One of the reasons they have been as effective as they are is that they take the time to build rapport with street youth. They don’t impose their will on them; they meet them where they are, or wait for them to come.
That, I have learned, is vastly different from the vision of those who seek to “rescue” people from sex work, especially street-based sex work. Seattle is one example of this, where police don’t simply refrain from arresting street-based sex workers, they take them for a ride to members of the city’s “Organization for Prostitution Survivors,” which touts itself as offering “counseling and advice” to sex workers.
If that’s anything like the “counseling and advice” given by Peter Qualliotine in Seattle’s “john school” program, then sex workers in that city would be wise to steer clear. Qualliotine – an art college dropout whose only qualifications for running such a program is that he worked for prohibitionist fanatic Melissa Farley – attempts to indoctrinate members of his “STOP Exploitation” classes in a noxious hodgepodge of extremist ideology and shame-filled pseudoscience, all wrapped up with a speech reminiscent of an evangelical preacher’s temperance sermon abjuring the faithful to swear off liquor.

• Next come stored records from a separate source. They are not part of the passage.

use crate::inst::Inst;

use color_print::cformat;
use std::fmt;

/// One line of a GNU assembler listing.
#[derive(Debug, Clone, PartialEq, Eq)]
pub enum Line {
    Section(String),               // .section .rodata
    Text,                          // .text
    Global(String),                // .global main
    Comm(String, usize, usize),    // .comm name, size, align
    Str(String, String),           // label: .string "text"
    Label(String),                 // label:
    Inst(Inst),                    //     inst
}

impl Line {
    pub fn cformat(&self) -> String {
        match self {
            Line::Inst(inst) => format!("    {}", inst.cformat()),
            Line::Label(name) => cformat!("<g>{}</>:", name),
            Line::Str(name, text) => {
                cformat!("<g>{}</>: .string <y>\"{}\"</>", name, escape(text))
            }
            _ => cformat!("<m>{}</>", self),
        }
    }
}

/// Quote `text` for a `.string` directive.
pub fn escape(text: &str) -> String {
    let mut out = String::with_capacity(text.len());
    for c in text.chars() {
        match c {
            '\\' => out.push_str("\\\\"),
            '"' => out.push_str("\\\""),
            '\n' => out.push_str("\\n"),
            '\t' => out.push_str("\\t"),
            c => out.push(c),
        }
    }
    out
}

impl From<Inst> for Line {
    fn from(inst: Inst) -> Self {
        Line::Inst(inst)
    }
}

impl fmt::Display for Line {
    fn fmt(&self, f: &mut fmt::Formatter<'_>) -> fmt::Result {
        match self {
            Line::Section(name) => write!(f, ".section {}", name),
            Line::Text => write!(f, ".text"),
            Line::Global(name) => write!(f, ".global {}", name),
            Line::Comm(name, size, align) => write!(f, ".comm {}, {}, {}", name, size, align),
            Line::Str(name, text) => write!(f, "{}: .string \"{}\"", name, escape(text)),
            Line::Label(name) => write!(f, "{}:", name),
            Line::Inst(inst) => write!(f, "    {}", inst),
        }
    }
}

#[cfg(test)]
mod tests {
    use super::*;
    use crate::{operand::Operand, reg::Reg};

    #[test]
    fn directives() {
        assert_eq!(Line::Section(".rodata".into()).to_string(), ".section .rodata");
        assert_eq!(Line::Text.to_string(), ".text");
        assert_eq!(Line::Global("main".into()).to_string(), ".global main");
        assert_eq!(Line::Comm("a".into(), 80, 32).to_string(), ".comm a, 80, 32");
        assert_eq!(
            Line::Str(".S0".into(), "hi".into()).to_string(),
            ".S0: .string \"hi\""
        );
        assert_eq!(Line::Label("main".into()).to_string(), "main:");
    }

    #[test]
    fn string_is_escaped() {
        let line = Line::Str(".WritelnString".into(), "\n".into());
        assert_eq!(line.to_string(), ".WritelnString: .string \"\\n\"");
        assert_eq!(escape("say \"hi\"\t"), "say \\\"hi\\\"\\t");
    }

    #[test]
    fn instruction_is_indented() {
        let line: Line = Inst::PUSHQ(Operand::Reg(Reg::RAX)).into();
        assert_eq!(line.to_string(), "    pushq %rax");
    }
}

Of course, I would expect Peter Qualliotine, Alisa Bernard, and others at OPS to scoff at my description, denouncing me as a “sex trafficking apologist” or member of their mythic “pimp lobby” for daring to question their dogma. Let me pose a couple of important questions for them: If commercial sex is so universally terrible, and if you are offering such beneficial services, why do you need undercover police officers to bring street-based sex workers to you under false pretenses? If you’re so convinced that no one really consents to selling sex, how is using the police to deceive and intimidate women into listening to you any better?
Frankly, I don’t expect an answer from them. But for anyone else reading, think about the use of such disingenuous means to achieve their ends. And remember that this is being done on the taxpayer’s dime.